Reputation: 3045
Scrape the webpage below for used car data.
http://www.goo-net.com/php/search/summary.php?price_range=&pref_c=08,09,10,11,12,13,14&easysearch_flg=1
To scrape the entire pages. In the url above, only first 30 items are shown. Those could be scraped by the code below which I wrote. Links to other pages are displayed like 1 2 3... but the link addresses seems to be in Javascript. I googled for useful information but couldn't find any.
from bs4 import BeautifulSoup
import urllib.request
html = urllib.request.urlopen("http://www.goo-net.com/php/search/summary.php?price_range=&pref_c=08,09,10,11,12,13,14&easysearch_flg=1")
soup = BeautifulSoup(html, "lxml")
total_cars = soup.find(class_="change change_01").find('em').string
tmp = soup.find(class_="change change_01").find_all('span')
car_start, car_end = tmp[0].string, tmp[1].string
# get urls to car detail pages
car_urls = []
heading_inners = soup.find_all(class_="heading_inner")
for heading_inner in heading_inners:
href = heading_inner.find('h4').find('a').get('href')
car_urls.append('http://www.goo-net.com' + href)
for url in car_urls:
html = urllib.request.urlopen(url)
soup = BeautifulSoup(html, "lxml")
#title
print(soup.find(class_='hdBlockTop').find('p', class_='tit').string)
#price of car itself
print(soup.find(class_='price1').string)
#price of car including tax
print(soup.find(class_='price2').string)
tds = soup.find(class_='subData').find_all('td')
# year
print(tds[0].string)
# distance
print(tds[1].string)
# displacement
print(tds[2].string)
# inspection
print(tds[3].string)
How to scrape the entire pages. I prefer to use BeautifulSoup4 (Python). But if that is not the appropriate tool, please show me other ones.

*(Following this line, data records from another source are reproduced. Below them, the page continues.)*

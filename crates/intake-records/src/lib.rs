//! Intake Records - the student register
//!
//! Keeps every student and the links to their filed documents in a single
//! JSON document on disk:
//! - Typed identifiers ([`StudentId`], [`RecordId`], [`DocumentType`])
//! - CRUD, search and statistics over students
//! - Per-type document link lists
//!
//! # Example
//!
//! ```rust,ignore
//! use intake_records::{NewStudent, StudentStore};
//!
//! # async fn example() -> Result<(), Box<dyn std::error::Error>> {
//! let store = StudentStore::new("data/students.json");
//! let student = store.create(NewStudent::new("st102", "Asha Rao")).await?;
//! assert_eq!(student.student_id.as_str(), "ST102");
//! # Ok(())
//! # }
//! ```

#![warn(unreachable_pub)]
#![warn(missing_docs)]

pub mod error;
pub mod model;
pub mod store;

pub use error::RecordError;
pub use model::{
    DocumentLink, DocumentSet, DocumentType, NewDocumentLink, NewStudent, RecordId, Student,
    StudentId, StudentPatch, StudentStats,
};
pub use store::StudentStore;

/// Prelude module for common imports
pub mod prelude {
    //! Common imports for working with the student register
    pub use crate::{
        DocumentLink, DocumentType, NewDocumentLink, NewStudent, RecordError, Student, StudentId,
        StudentStore,
    };
}

/// Version of this crate
pub const VERSION: &str = env!("CARGO_PKG_VERSION");
//! Student-facing storage service
//!
//! [`DriveService`] owns the primary backend chosen at startup, a local
//! fallback and the folder memo. Every call runs on the primary first; a
//! remote failure is logged and the same call is answered by the local
//! backend. The next call tries the primary again.

use crate::backend::{is_local_id, BackendKind, FolderId, StorageBackend, StoredFile, UploadFile};
use crate::cache::FolderCache;
use crate::config::StorageConfig;
use crate::drive::DriveBackend;
use crate::error::StorageError;
use crate::layout::{subfolder_name, StudentFolders};
use crate::local::LocalBackend;
use intake_records::{DocumentType, StudentId};
use serde::Serialize;
use std::sync::Arc;

/// Local folder receiving files whose remote folder was unreachable
const UNFILED_FOLDER: &str = "Unfiled";

/// Where a document ended up
#[derive(Debug, Clone, PartialEq, Eq, Serialize)]
#[serde(rename_all = "camelCase")]
pub struct PlacedDocument {
    /// Folders of the student
    pub folders: StudentFolders,
    /// The stored file
    pub file: StoredFile,
    /// Backend used
    pub backend: BackendKind,
}

/// Build the primary backend from configuration
///
/// Drive when credentials resolve, local otherwise. A credential source
/// that is configured but unusable is logged and treated as absent.
pub async fn backend_from_config(config: &StorageConfig, local: &LocalBackend) -> Arc<dyn StorageBackend> {
    if !config.drive.has_credentials() {
        tracing::info!(dir = %local.root().display(), "no drive credentials, storing files locally");
        return Arc::new(local.clone());
    }

    match DriveBackend::from_config(&config.drive).await {
        Ok(Some(drive)) => {
            tracing::info!(api = %config.drive.api_base, "using drive storage");
            Arc::new(drive)
        }
        Ok(None) => Arc::new(local.clone()),
        Err(e) => {
            tracing::warn!(error = %e, "drive credentials unusable, storing files locally");
            Arc::new(local.clone())
        }
    }
}

/// Folder and file operations with local fallback
#[derive(Debug, Clone)]
pub struct DriveService {
    primary: Arc<dyn StorageBackend>,
    local: Arc<LocalBackend>,
    root: Option<FolderId>,
    folders: FolderCache,
}

impl DriveService {
    /// Create service over a primary backend and a local fallback
    #[must_use]
    pub fn new(primary: Arc<dyn StorageBackend>, local: LocalBackend) -> Self {
        Self {
            primary,
            local: Arc::new(local),
            root: None,
            folders: FolderCache::default(),
        }
    }

    /// Create service that only stores locally
    #[must_use]
    pub fn local_only(local: LocalBackend) -> Self {
        Self::new(Arc::new(local.clone()), local)
    }

    /// Create service from configuration
    pub async fn from_config(config: &StorageConfig) -> Self {
        let local = LocalBackend::new(&config.upload_dir, &config.public_base_url);
        let primary = backend_from_config(config, &local).await;
        let mut service = Self::new(primary, local)
            .with_folder_cache(FolderCache::new(config.folder_cache_capacity));
        if let Some(root) = &config.drive.root_folder_id {
            service = service.with_root_folder(FolderId::new(root.clone()));
        }
        service
    }

    /// With remote root folder for student folders
    #[inline]
    #[must_use]
    pub fn with_root_folder(mut self, root: FolderId) -> Self {
        self.root = Some(root);
        self
    }

    /// With folder memo
    #[inline]
    #[must_use]
    pub fn with_folder_cache(mut self, cache: FolderCache) -> Self {
        self.folders = cache;
        self
    }

    /// Kind of the primary backend
    #[inline]
    #[must_use]
    pub fn backend_kind(&self) -> BackendKind {
        self.primary.kind()
    }

    /// Local fallback backend
    #[inline]
    #[must_use]
    pub fn local(&self) -> &LocalBackend {
        &self.local
    }

    /// Folder memo
    #[inline]
    #[must_use]
    pub fn folder_cache(&self) -> &FolderCache {
        &self.folders
    }

    fn can_fall_back(&self, error: &StorageError) -> bool {
        self.primary.kind() != BackendKind::Local && error.is_remote()
    }

    fn falling_back(operation: &'static str, error: &StorageError) {
        tracing::warn!(operation, error = %error, "drive call failed, using local storage");
    }

    /// Root under which a backend places student folders
    fn root_for(&self, backend: &dyn StorageBackend) -> Option<&FolderId> {
        match backend.kind() {
            BackendKind::Local => None,
            BackendKind::Drive => self.root.as_ref(),
        }
    }

    /// Create a folder under `parent` (or the root)
    pub async fn create_folder(
        &self,
        name: &str,
        parent: Option<&FolderId>,
    ) -> Result<FolderId, StorageError> {
        if parent.is_some_and(FolderId::is_local) {
            return self.local.create_folder(name, parent).await;
        }

        let parent = parent.or(self.root_for(self.primary.as_ref()));
        match self.primary.create_folder(name, parent).await {
            Err(e) if self.can_fall_back(&e) => {
                Self::falling_back("create_folder", &e);
                self.local.create_folder(name, None).await
            }
            result => result,
        }
    }

    /// Main folder of a student, if it exists
    pub async fn get_student_folder(
        &self,
        student_id: &StudentId,
    ) -> Result<Option<FolderId>, StorageError> {
        if let Some(folders) = self.folders.get(student_id).await {
            return Ok(Some(folders.main));
        }

        let root = self.root_for(self.primary.as_ref());
        match self.primary.find_folder(student_id.as_str(), root).await {
            Err(e) if self.can_fall_back(&e) => {
                Self::falling_back("get_student_folder", &e);
                self.local.find_folder(student_id.as_str(), None).await
            }
            result => result,
        }
    }

    /// Main folder plus the four type subfolders, creating what is missing
    pub async fn create_student_folder(
        &self,
        student_id: &StudentId,
    ) -> Result<StudentFolders, StorageError> {
        if let Some(folders) = self.folders.get(student_id).await {
            return Ok(folders);
        }

        match self.ensure_folders_on(self.primary.as_ref(), student_id, None).await {
            Ok(folders) => {
                self.folders.insert(student_id.clone(), folders.clone()).await;
                Ok(folders)
            }
            Err(e) if self.can_fall_back(&e) => {
                Self::falling_back("create_student_folder", &e);
                self.ensure_folders_on(self.local.as_ref(), student_id, None).await
            }
            Err(e) => Err(e),
        }
    }

    /// Subfolder for one document type, creating folders as needed
    pub async fn get_document_type_folder(
        &self,
        student_id: &StudentId,
        ty: DocumentType,
    ) -> Result<FolderId, StorageError> {
        let folders = self.create_student_folder(student_id).await?;
        Ok(folders.folder_for(ty).clone())
    }

    /// Upload a file into a folder
    pub async fn upload_file(
        &self,
        folder: &FolderId,
        file: &UploadFile,
    ) -> Result<StoredFile, StorageError> {
        if folder.is_local() {
            return self.local.upload(folder, file).await;
        }

        match self.primary.upload(folder, file).await {
            Err(e) if self.can_fall_back(&e) => {
                Self::falling_back("upload_file", &e);
                let unfiled = self.local.create_folder(UNFILED_FOLDER, None).await?;
                self.local.upload(&unfiled, file).await
            }
            result => result,
        }
    }

    /// Delete a stored file from the backend that issued its ID
    ///
    /// Deletes are not failed over.
    pub async fn delete_file(&self, file_id: &str) -> Result<(), StorageError> {
        if is_local_id(file_id) {
            self.local.delete(file_id).await
        } else if self.primary.kind() == BackendKind::Local {
            Err(StorageError::InvalidId(file_id.to_string()))
        } else {
            self.primary.delete(file_id).await
        }
    }

    /// File a document for a student in one go
    ///
    /// Resolves the student's folders (memo, `known_main`, lookup or
    /// create), then uploads into the type subfolder. If any remote step
    /// fails the whole placement is redone on the local backend.
    pub async fn store_document(
        &self,
        student_id: &StudentId,
        ty: DocumentType,
        known_main: Option<&FolderId>,
        file: &UploadFile,
    ) -> Result<PlacedDocument, StorageError> {
        match self.place_on_primary(student_id, ty, known_main, file).await {
            Ok(placed) => Ok(placed),
            Err(e) if self.can_fall_back(&e) => {
                Self::falling_back("store_document", &e);
                let local_main = known_main.filter(|m| m.is_local());
                let folders = self
                    .ensure_folders_on(self.local.as_ref(), student_id, local_main)
                    .await?;
                let stored = self.local.upload(folders.folder_for(ty), file).await?;
                Ok(PlacedDocument {
                    folders,
                    file: stored,
                    backend: BackendKind::Local,
                })
            }
            Err(e) => Err(e),
        }
    }

    async fn place_on_primary(
        &self,
        student_id: &StudentId,
        ty: DocumentType,
        known_main: Option<&FolderId>,
        file: &UploadFile,
    ) -> Result<PlacedDocument, StorageError> {
        let folders = match self.folders.get(student_id).await {
            Some(folders) => folders,
            None => {
                let folders = self
                    .ensure_folders_on(self.primary.as_ref(), student_id, known_main)
                    .await?;
                self.folders.insert(student_id.clone(), folders.clone()).await;
                folders
            }
        };

        let stored = self.primary.upload(folders.folder_for(ty), file).await?;
        tracing::debug!(%student_id, %ty, file_id = %stored.file_id, "document placed");
        Ok(PlacedDocument {
            backend: self.primary.kind(),
            folders,
            file: stored,
        })
    }

    /// Resolve or create a student's folder set on one backend
    ///
    /// `known_main` is only trusted when it belongs to `backend`.
    async fn ensure_folders_on(
        &self,
        backend: &dyn StorageBackend,
        student_id: &StudentId,
        known_main: Option<&FolderId>,
    ) -> Result<StudentFolders, StorageError> {
        let on_local = backend.kind() == BackendKind::Local;
        let main = match known_main.filter(|m| m.is_local() == on_local) {
            Some(main) => main.clone(),
            None => {
                let root = self.root_for(backend);
                find_or_create(backend, student_id.as_str(), root).await?
            }
        };

        let sub = |ty| find_or_create(backend, subfolder_name(ty), Some(&main));
        let assignments = sub(DocumentType::Assignment).await?;
        let id_cards = sub(DocumentType::IdCard).await?;
        let certificates = sub(DocumentType::Certificate).await?;
        let fee_receipts = sub(DocumentType::FeeReceipt).await?;

        tracing::debug!(%student_id, main = %main, backend = %backend.kind(), "student folders ready");
        Ok(StudentFolders {
            main,
            assignments,
            id_cards,
            certificates,
            fee_receipts,
        })
    }
}

async fn find_or_create(
    backend: &dyn StorageBackend,
    name: &str,
    parent: Option<&FolderId>,
) -> Result<FolderId, StorageError> {
    match backend.find_folder(name, parent).await? {
        Some(id) => Ok(id),
        None => backend.create_folder(name, parent).await,
    }
}
//! HTTP API against the local storage backend and the rule classifier

use intake_classifier::RuleClassifier;
use intake_server::{api, AppState};
use intake_test_utils::{TempWorkspace, PUBLIC_URL};
use pretty_assertions::assert_eq;
use serde_json::{json, Value};
use std::sync::Arc;
use warp::http::StatusCode;
use warp::test::request;

const BOUNDARY: &str = "intake-test-boundary";
const PDF: &[u8] = b"%PDF-1.4\n%test\n";

fn state(ws: &TempWorkspace) -> AppState {
    AppState::new(ws.store(), ws.local_storage(), Arc::new(RuleClassifier::new()))
        .with_public_dir(ws.public_dir())
}

fn form(file: Option<(&str, &str, &[u8])>, student_id: Option<&str>) -> Vec<u8> {
    let mut body = Vec::new();
    if let Some((name, mime, bytes)) = file {
        body.extend_from_slice(
            format!(
                "--{BOUNDARY}\r\nContent-Disposition: form-data; name=\"file\"; filename=\"{name}\"\r\nContent-Type: {mime}\r\n\r\n"
            )
            .as_bytes(),
        );
        body.extend_from_slice(bytes);
        body.extend_from_slice(b"\r\n");
    }
    if let Some(id) = student_id {
        body.extend_from_slice(
            format!("--{BOUNDARY}\r\nContent-Disposition: form-data; name=\"studentId\"\r\n\r\n{id}\r\n")
                .as_bytes(),
        );
    }
    body.extend_from_slice(format!("--{BOUNDARY}--\r\n").as_bytes());
    body
}

async fn upload(state: &AppState, body: Vec<u8>) -> (StatusCode, Value) {
    let res = request()
        .method("POST")
        .path("/upload")
        .header("content-type", format!("multipart/form-data; boundary={BOUNDARY}"))
        .body(body)
        .reply(&api::routes(state.clone()))
        .await;
    (res.status(), serde_json::from_slice(res.body()).unwrap())
}

async fn send(state: &AppState, method: &str, path: &str, body: Option<Value>) -> (StatusCode, Value) {
    let mut req = request().method(method).path(path);
    if let Some(body) = body {
        req = req.json(&body);
    }
    let res = req.reply(&api::routes(state.clone())).await;
    let value = if res.body().is_empty() {
        Value::Null
    } else {
        serde_json::from_slice(res.body()).unwrap()
    };
    (res.status(), value)
}

#[tokio::test]
async fn upload_files_document_end_to_end() {
    let ws = TempWorkspace::new();
    let state = state(&ws);

    let (status, receipt) = upload(&state, form(Some(("ST102_Math_HW.pdf", "application/pdf", PDF)), None)).await;
    assert_eq!(status, StatusCode::OK);
    assert_eq!(receipt["classification"], "CREATE_FOLDER: ST102\nTHEN_STORE: assignment");
    assert_eq!(receipt["action"], "createFolderThenStore");
    assert_eq!(receipt["studentId"], "ST102");
    assert_eq!(receipt["documentType"], "assignment");
    assert_eq!(receipt["storage"], "local");
    assert_eq!(receipt["folderId"], "mock-ST102");
    assert_eq!(receipt["student"]["driveFolderId"], "mock-ST102");
    assert_eq!(receipt["student"]["documents"]["assignmentLinks"].as_array().unwrap().len(), 1);

    let file_id = receipt["document"]["fileId"].as_str().unwrap();
    assert!(file_id.starts_with("mock-ST102/Assignments/"));
    let on_disk = state.storage.local().resolve(file_id).unwrap();
    assert_eq!(std::fs::read(on_disk).unwrap(), PDF);

    // The shareable link is served back by the same server
    let link = receipt["document"]["shareableLink"].as_str().unwrap();
    let path = link.strip_prefix(PUBLIC_URL).unwrap();
    let res = request().path(path).reply(&api::routes(state.clone())).await;
    assert_eq!(res.status(), StatusCode::OK);
    assert_eq!(res.body().as_ref(), PDF);
}

#[tokio::test]
async fn second_upload_reuses_the_student_folder() {
    let ws = TempWorkspace::new();
    let state = state(&ws);

    let (status, _) = upload(&state, form(Some(("ST102_essay.pdf", "application/pdf", PDF)), None)).await;
    assert_eq!(status, StatusCode::OK);

    let (status, receipt) = upload(
        &state,
        form(Some(("Fee_Receipt_Jan.pdf", "application/pdf", PDF)), Some("ST102")),
    )
    .await;
    assert_eq!(status, StatusCode::OK);
    assert_eq!(receipt["classification"], "STORE: ST102 → feeReceipt");
    assert_eq!(receipt["action"], "store");
    assert!(receipt["document"]["fileId"]
        .as_str()
        .unwrap()
        .starts_with("mock-ST102/Fee_Receipts/"));

    let (status, stats) = send(&state, "GET", "/api/students/ST102/stats", None).await;
    assert_eq!(status, StatusCode::OK);
    assert_eq!(stats["totalDocuments"], 2);
    assert_eq!(stats["byType"]["assignment"], 1);
    assert_eq!(stats["byType"]["feeReceipt"], 1);
    assert_eq!(stats["hasDriveFolder"], true);

    let (_, list) = send(&state, "GET", "/api/students", None).await;
    assert_eq!(list["count"], 1);
}

#[tokio::test]
async fn upload_without_any_student_id_is_rejected() {
    let ws = TempWorkspace::new();
    let state = state(&ws);

    let (status, body) = upload(&state, form(Some(("random_notes.pdf", "application/pdf", PDF)), None)).await;
    assert_eq!(status, StatusCode::BAD_REQUEST);
    assert_eq!(body, json!({ "error": "Could not determine student ID" }));

    let (_, list) = send(&state, "GET", "/api/students", None).await;
    assert_eq!(list["count"], 0);
}

#[tokio::test]
async fn upload_validation_errors() {
    let ws = TempWorkspace::new();
    let state = state(&ws);

    let (status, body) = upload(&state, form(None, Some("ST1"))).await;
    assert_eq!(status, StatusCode::BAD_REQUEST);
    assert_eq!(body["error"], "No file uploaded");

    let (status, body) = upload(
        &state,
        form(Some(("ST1_tool.exe", "application/x-msdownload", &b"MZ"[..])), None),
    )
    .await;
    assert_eq!(status, StatusCode::BAD_REQUEST);
    assert_eq!(body["error"], "File type application/x-msdownload is not allowed");

    let (status, _) = upload(&state, form(Some(("ST1_hw.pdf", "application/pdf", &b""[..])), None)).await;
    assert_eq!(status, StatusCode::BAD_REQUEST);
}

#[tokio::test]
async fn generic_content_type_falls_back_to_extension() {
    let ws = TempWorkspace::new();
    let state = state(&ws);

    let (status, receipt) = upload(
        &state,
        form(Some(("ST707_ID_Card.png", "application/octet-stream", &b"\x89PNG"[..])), None),
    )
    .await;
    assert_eq!(status, StatusCode::OK);
    assert_eq!(receipt["documentType"], "idCard");
}

#[tokio::test]
async fn student_crud_status_codes() {
    let ws = TempWorkspace::new();
    let state = state(&ws);
    let asha = json!({ "studentId": "ST200", "name": "Asha", "department": "Physics" });

    let (status, created) = send(&state, "POST", "/api/students", Some(asha.clone())).await;
    assert_eq!(status, StatusCode::CREATED);
    assert_eq!(created["studentId"], "ST200");
    assert_eq!(created["department"], "Physics");

    let (status, _) = send(&state, "POST", "/api/students", Some(asha)).await;
    assert_eq!(status, StatusCode::CONFLICT);

    let (status, _) = send(
        &state,
        "POST",
        "/api/students",
        Some(json!({ "studentId": "ST201", "name": "  " })),
    )
    .await;
    assert_eq!(status, StatusCode::BAD_REQUEST);

    // Lookup by record ID works too
    let record_id = created["id"].as_str().unwrap();
    let (status, fetched) = send(&state, "GET", &format!("/api/students/{record_id}"), None).await;
    assert_eq!(status, StatusCode::OK);
    assert_eq!(fetched["name"], "Asha");

    let (status, updated) = send(
        &state,
        "PUT",
        "/api/students/ST200",
        Some(json!({ "name": "Asha Rao", "email": "asha@college.test" })),
    )
    .await;
    assert_eq!(status, StatusCode::OK);
    assert_eq!(updated["name"], "Asha Rao");
    assert_eq!(updated["department"], "Physics");

    let (status, _) = send(&state, "PUT", "/api/students/ST200", Some(json!({ "email": "nope" }))).await;
    assert_eq!(status, StatusCode::BAD_REQUEST);

    let (status, _) = send(&state, "GET", "/api/students/ST999", None).await;
    assert_eq!(status, StatusCode::NOT_FOUND);

    let (status, deleted) = send(&state, "DELETE", "/api/students/ST200", None).await;
    assert_eq!(status, StatusCode::OK);
    assert_eq!(deleted["student"]["name"], "Asha Rao");

    let (status, _) = send(&state, "DELETE", "/api/students/ST200", None).await;
    assert_eq!(status, StatusCode::NOT_FOUND);
}

#[tokio::test]
async fn malformed_json_is_a_bad_request() {
    let ws = TempWorkspace::new();
    let state = state(&ws);

    let res = request()
        .method("POST")
        .path("/api/students")
        .header("content-type", "application/json")
        .body("{ not json")
        .reply(&api::routes(state))
        .await;
    assert_eq!(res.status(), StatusCode::BAD_REQUEST);
}

#[tokio::test]
async fn removing_a_document_deletes_the_stored_file() {
    let ws = TempWorkspace::new();
    let state = state(&ws);

    let (_, receipt) = upload(&state, form(Some(("ST300_project.pdf", "application/pdf", PDF)), None)).await;
    let doc_id = receipt["document"]["id"].as_str().unwrap().to_string();
    let on_disk = state
        .storage
        .local()
        .resolve(receipt["document"]["fileId"].as_str().unwrap())
        .unwrap();
    assert!(on_disk.exists());

    let (status, _) = send(&state, "DELETE", &format!("/api/students/ST300/documents/transcript/{doc_id}"), None).await;
    assert_eq!(status, StatusCode::BAD_REQUEST);

    let path = format!("/api/students/ST300/documents/assignment/{doc_id}");
    let (status, body) = send(&state, "DELETE", &path, None).await;
    assert_eq!(status, StatusCode::OK);
    assert_eq!(body["fileDeleted"], true);
    assert!(!on_disk.exists());

    let (_, documents) = send(&state, "GET", "/api/students/ST300/documents", None).await;
    assert_eq!(documents["assignmentLinks"], json!([]));

    let (status, _) = send(&state, "DELETE", &path, None).await;
    assert_eq!(status, StatusCode::NOT_FOUND);
}

#[tokio::test]
async fn search_matches_across_fields() {
    let ws = TempWorkspace::new();
    let store = ws.store();
    store.create(intake_test_utils::full_student("ST400", "Ravi Kumar")).await.unwrap();
    store
        .create(intake_test_utils::new_student("ST401", "Meena").with_department("Chemistry"))
        .await
        .unwrap();
    let state = state(&ws);

    let (status, body) = send(&state, "GET", "/api/search?q=computer", None).await;
    assert_eq!(status, StatusCode::OK);
    assert_eq!(body["query"], "computer");
    assert_eq!(body["count"], 1);
    assert_eq!(body["results"][0]["studentId"], "ST400");

    let (_, body) = send(&state, "GET", "/api/search?q=st40", None).await;
    assert_eq!(body["count"], 2);

    let (status, body) = send(&state, "GET", "/api/search", None).await;
    assert_eq!(status, StatusCode::OK);
    assert_eq!(body["count"], 0);
}

#[tokio::test]
async fn health_reports_backends() {
    let ws = TempWorkspace::new();
    let state = state(&ws);

    let (status, body) = send(&state, "GET", "/health", None).await;
    assert_eq!(status, StatusCode::OK);
    assert_eq!(body["status"], "ok");
    assert_eq!(body["storage"], "local");
    assert_eq!(body["classifier"], "rules");
    assert_eq!(body["students"], 0);
    assert_eq!(body["version"], intake_server::VERSION);
}

#[tokio::test]
async fn api_token_guards_api_and_upload() {
    let ws = TempWorkspace::new();
    let state = state(&ws).with_api_token("s3cret");
    let routes = api::routes(state.clone());

    let res = request().path("/api/students").reply(&routes).await;
    assert_eq!(res.status(), StatusCode::UNAUTHORIZED);

    let res = request()
        .path("/api/students")
        .header("authorization", "Bearer wrong")
        .reply(&routes)
        .await;
    assert_eq!(res.status(), StatusCode::UNAUTHORIZED);

    let res = request()
        .path("/api/students")
        .header("authorization", "Bearer s3cret")
        .reply(&routes)
        .await;
    assert_eq!(res.status(), StatusCode::OK);

    let (status, _) = upload(&state, form(Some(("ST1_hw.pdf", "application/pdf", PDF)), None)).await;
    assert_eq!(status, StatusCode::UNAUTHORIZED);

    let res = request().path("/health").reply(&routes).await;
    assert_eq!(res.status(), StatusCode::OK);
}

#[tokio::test]
async fn frontend_and_unknown_routes() {
    let ws = TempWorkspace::new();
    std::fs::write(ws.public_dir().join("index.html"), "<h1>intake</h1>").unwrap();
    let state = state(&ws);
    let routes = api::routes(state);

    let res = request().path("/index.html").reply(&routes).await;
    assert_eq!(res.status(), StatusCode::OK);
    assert_eq!(res.body().as_ref(), b"<h1>intake</h1>");

    let res = request().path("/nope/missing").reply(&routes).await;
    assert_eq!(res.status(), StatusCode::NOT_FOUND);
}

Any guidance would be appreciated. Thank you.
Upvotes: 5
Views: 3005
Reputation: 303
you can use selenium like below sample:
from selenium import webdriver
driver = webdriver.Firefox()
driver.get('http://example.com')
element = driver.find_element_by_class_name("yourClassName") #or find by text or etc
element.click()
Upvotes: 5
Reputation: 3608
The python module splinter may be a good starting point. It calls an external browser (such as Firefox) and access the browser's DOM rather than dealing with HTML only.